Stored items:
[Start of section]
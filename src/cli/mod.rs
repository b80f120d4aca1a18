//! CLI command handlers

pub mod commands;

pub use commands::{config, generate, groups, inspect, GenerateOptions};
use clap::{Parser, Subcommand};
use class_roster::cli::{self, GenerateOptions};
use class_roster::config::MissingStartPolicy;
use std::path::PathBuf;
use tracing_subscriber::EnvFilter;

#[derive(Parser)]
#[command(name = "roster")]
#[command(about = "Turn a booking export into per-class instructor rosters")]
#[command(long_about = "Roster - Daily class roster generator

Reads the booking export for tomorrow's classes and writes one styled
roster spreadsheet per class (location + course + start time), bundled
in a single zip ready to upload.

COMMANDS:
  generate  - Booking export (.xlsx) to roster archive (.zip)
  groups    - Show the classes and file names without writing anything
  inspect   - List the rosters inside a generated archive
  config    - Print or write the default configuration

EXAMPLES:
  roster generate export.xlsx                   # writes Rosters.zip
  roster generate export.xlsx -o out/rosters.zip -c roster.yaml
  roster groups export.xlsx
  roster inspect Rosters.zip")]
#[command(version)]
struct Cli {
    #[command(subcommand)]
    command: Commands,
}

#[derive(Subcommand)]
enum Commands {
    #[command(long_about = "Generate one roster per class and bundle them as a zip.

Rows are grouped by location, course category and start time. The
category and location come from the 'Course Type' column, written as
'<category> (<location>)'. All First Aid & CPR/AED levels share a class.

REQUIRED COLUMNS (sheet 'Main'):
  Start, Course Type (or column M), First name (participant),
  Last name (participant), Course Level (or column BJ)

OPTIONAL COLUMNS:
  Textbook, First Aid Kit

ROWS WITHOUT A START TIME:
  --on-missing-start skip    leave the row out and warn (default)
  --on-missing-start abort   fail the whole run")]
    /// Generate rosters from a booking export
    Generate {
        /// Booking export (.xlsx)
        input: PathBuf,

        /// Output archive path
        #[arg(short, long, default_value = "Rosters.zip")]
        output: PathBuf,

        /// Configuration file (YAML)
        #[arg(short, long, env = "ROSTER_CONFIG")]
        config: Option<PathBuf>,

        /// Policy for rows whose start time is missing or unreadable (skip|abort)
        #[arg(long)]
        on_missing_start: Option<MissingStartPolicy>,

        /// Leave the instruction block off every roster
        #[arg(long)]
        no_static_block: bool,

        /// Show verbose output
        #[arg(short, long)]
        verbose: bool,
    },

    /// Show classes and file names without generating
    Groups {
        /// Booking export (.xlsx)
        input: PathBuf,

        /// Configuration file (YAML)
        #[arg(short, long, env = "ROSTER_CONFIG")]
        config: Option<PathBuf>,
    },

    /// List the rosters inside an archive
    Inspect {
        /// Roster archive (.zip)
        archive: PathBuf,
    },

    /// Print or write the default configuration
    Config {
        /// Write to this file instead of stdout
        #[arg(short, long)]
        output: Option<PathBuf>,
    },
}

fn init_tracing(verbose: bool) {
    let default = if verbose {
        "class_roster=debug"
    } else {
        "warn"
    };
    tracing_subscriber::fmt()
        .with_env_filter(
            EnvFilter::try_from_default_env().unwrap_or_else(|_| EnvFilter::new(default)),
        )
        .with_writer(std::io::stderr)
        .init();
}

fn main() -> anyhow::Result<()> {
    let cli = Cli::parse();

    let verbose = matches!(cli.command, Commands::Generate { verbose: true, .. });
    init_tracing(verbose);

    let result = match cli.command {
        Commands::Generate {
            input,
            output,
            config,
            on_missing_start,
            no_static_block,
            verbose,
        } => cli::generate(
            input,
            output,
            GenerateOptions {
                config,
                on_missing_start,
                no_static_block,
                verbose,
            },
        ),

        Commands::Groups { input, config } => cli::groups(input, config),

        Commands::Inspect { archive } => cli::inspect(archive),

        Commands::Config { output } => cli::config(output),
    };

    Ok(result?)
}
[End of section]
What is needed:
Looking at the data above, write out exactly the lines that start at the one containing "use class_roster::config::MissingStartPolicy;" and end at the one containing "- Print or write the default configuration"; include both and nothing beyond.

Solution:
use class_roster::config::MissingStartPolicy;
use std::path::PathBuf;
use tracing_subscriber::EnvFilter;

#[derive(Parser)]
#[command(name = "roster")]
#[command(about = "Turn a booking export into per-class instructor rosters")]
#[command(long_about = "Roster - Daily class roster generator

Reads the booking export for tomorrow's classes and writes one styled
roster spreadsheet per class (location + course + start time), bundled
in a single zip ready to upload.

COMMANDS:
  generate  - Booking export (.xlsx) to roster archive (.zip)
  groups    - Show the classes and file names without writing anything
  inspect   - List the rosters inside a generated archive
  config    - Print or write the default configuration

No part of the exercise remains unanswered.